§ TASK STATEMENT
Without changing anything, transcribe all of the entries.

[Stored dataset items]
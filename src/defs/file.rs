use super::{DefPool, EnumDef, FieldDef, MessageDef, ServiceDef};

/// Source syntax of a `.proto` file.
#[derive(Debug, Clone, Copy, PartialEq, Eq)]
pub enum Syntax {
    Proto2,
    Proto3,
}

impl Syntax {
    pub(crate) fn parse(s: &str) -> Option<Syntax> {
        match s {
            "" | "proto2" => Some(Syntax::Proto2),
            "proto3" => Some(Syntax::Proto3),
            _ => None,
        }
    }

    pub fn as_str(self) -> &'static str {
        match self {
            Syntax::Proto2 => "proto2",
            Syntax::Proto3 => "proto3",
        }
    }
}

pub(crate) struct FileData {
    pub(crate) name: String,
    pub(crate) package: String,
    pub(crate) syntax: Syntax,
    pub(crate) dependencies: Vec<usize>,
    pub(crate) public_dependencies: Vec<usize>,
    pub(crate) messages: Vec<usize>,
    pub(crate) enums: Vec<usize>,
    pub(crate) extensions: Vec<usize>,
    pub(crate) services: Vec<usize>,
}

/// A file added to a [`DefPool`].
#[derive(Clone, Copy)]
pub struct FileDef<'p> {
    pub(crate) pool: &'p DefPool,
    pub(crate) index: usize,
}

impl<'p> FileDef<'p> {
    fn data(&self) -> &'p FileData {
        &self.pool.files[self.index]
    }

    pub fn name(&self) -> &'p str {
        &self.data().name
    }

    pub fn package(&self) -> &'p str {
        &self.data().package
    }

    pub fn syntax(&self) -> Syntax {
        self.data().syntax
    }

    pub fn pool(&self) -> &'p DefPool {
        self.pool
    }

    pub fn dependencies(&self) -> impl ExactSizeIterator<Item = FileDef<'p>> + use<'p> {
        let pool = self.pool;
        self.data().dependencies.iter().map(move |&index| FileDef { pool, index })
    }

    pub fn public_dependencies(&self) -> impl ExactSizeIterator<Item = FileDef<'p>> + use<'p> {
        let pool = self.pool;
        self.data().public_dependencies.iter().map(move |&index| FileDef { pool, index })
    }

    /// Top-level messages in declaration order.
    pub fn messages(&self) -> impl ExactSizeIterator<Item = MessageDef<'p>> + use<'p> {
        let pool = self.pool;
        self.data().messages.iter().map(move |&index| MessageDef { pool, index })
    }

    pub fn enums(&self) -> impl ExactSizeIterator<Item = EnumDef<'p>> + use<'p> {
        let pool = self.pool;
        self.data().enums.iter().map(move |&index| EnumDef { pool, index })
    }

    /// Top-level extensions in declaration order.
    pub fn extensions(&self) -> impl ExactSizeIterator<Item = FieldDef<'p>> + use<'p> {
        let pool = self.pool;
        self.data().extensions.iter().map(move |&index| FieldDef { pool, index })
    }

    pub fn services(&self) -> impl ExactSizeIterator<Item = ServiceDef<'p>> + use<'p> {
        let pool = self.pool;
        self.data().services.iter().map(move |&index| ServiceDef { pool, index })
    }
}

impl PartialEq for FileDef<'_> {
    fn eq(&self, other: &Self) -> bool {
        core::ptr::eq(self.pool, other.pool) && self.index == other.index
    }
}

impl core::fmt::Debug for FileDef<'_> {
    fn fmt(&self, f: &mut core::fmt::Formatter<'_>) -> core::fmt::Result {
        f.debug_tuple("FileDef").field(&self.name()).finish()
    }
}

§ ANSWER AREA
filename src/defs/file.rs
use super::{DefPool, EnumDef, FieldDef, MessageDef, ServiceDef};

/// Source syntax of a `.proto` file.
#[derive(Debug, Clone, Copy, PartialEq, Eq)]
pub enum Syntax {
    Proto2,
    Proto3,
}

impl Syntax {
    pub(crate) fn parse(s: &str) -> Option<Syntax> {
        match s {
            "" | "proto2" => Some(Syntax::Proto2),
            "proto3" => Some(Syntax::Proto3),
            _ => None,
        }
    }

    pub fn as_str(self) -> &'static str {
        match self {
            Syntax::Proto2 => "proto2",
            Syntax::Proto3 => "proto3",
        }
    }
}

pub(crate) struct FileData {
    pub(crate) name: String,
    pub(crate) package: String,
    pub(crate) syntax: Syntax,
    pub(crate) dependencies: Vec<usize>,
    pub(crate) public_dependencies: Vec<usize>,
    pub(crate) messages: Vec<usize>,
    pub(crate) enums: Vec<usize>,
    pub(crate) extensions: Vec<usize>,
    pub(crate) services: Vec<usize>,
}

/// A file added to a [`DefPool`].
#[derive(Clone, Copy)]
pub struct FileDef<'p> {
    pub(crate) pool: &'p DefPool,
    pub(crate) index: usize,
}

impl<'p> FileDef<'p> {
    fn data(&self) -> &'p FileData {
        &self.pool.files[self.index]
    }

    pub fn name(&self) -> &'p str {
        &self.data().name
    }

    pub fn package(&self) -> &'p str {
        &self.data().package
    }

    pub fn syntax(&self) -> Syntax {
        self.data().syntax
    }

    pub fn pool(&self) -> &'p DefPool {
        self.pool
    }

    pub fn dependencies(&self) -> impl ExactSizeIterator<Item = FileDef<'p>> + use<'p> {
        let pool = self.pool;
        self.data().dependencies.iter().map(move |&index| FileDef { pool, index })
    }

    pub fn public_dependencies(&self) -> impl ExactSizeIterator<Item = FileDef<'p>> + use<'p> {
        let pool = self.pool;
        self.data().public_dependencies.iter().map(move |&index| FileDef { pool, index })
    }

    /// Top-level messages in declaration order.
    pub fn messages(&self) -> impl ExactSizeIterator<Item = MessageDef<'p>> + use<'p> {
        let pool = self.pool;
        self.data().messages.iter().map(move |&index| MessageDef { pool, index })
    }

    pub fn enums(&self) -> impl ExactSizeIterator<Item = EnumDef<'p>> + use<'p> {
        let pool = self.pool;
        self.data().enums.iter().map(move |&index| EnumDef { pool, index })
    }

    /// Top-level extensions in declaration order.
    pub fn extensions(&self) -> impl ExactSizeIterator<Item = FieldDef<'p>> + use<'p> {
        let pool = self.pool;
        self.data().extensions.iter().map(move |&index| FieldDef { pool, index })
    }

    pub fn services(&self) -> impl ExactSizeIterator<Item = ServiceDef<'p>> + use<'p> {
        let pool = self.pool;
        self.data().services.iter().map(move |&index| ServiceDef { pool, index })
    }
}

impl PartialEq for FileDef<'_> {
    fn eq(&self, other: &Self) -> bool {
        core::ptr::eq(self.pool, other.pool) && self.index == other.index
    }
}

impl core::fmt::Debug for FileDef<'_> {
    fn fmt(&self, f: &mut core::fmt::Formatter<'_>) -> core::fmt::Result {
        f.debug_tuple("FileDef").field(&self.name()).finish()
    }
}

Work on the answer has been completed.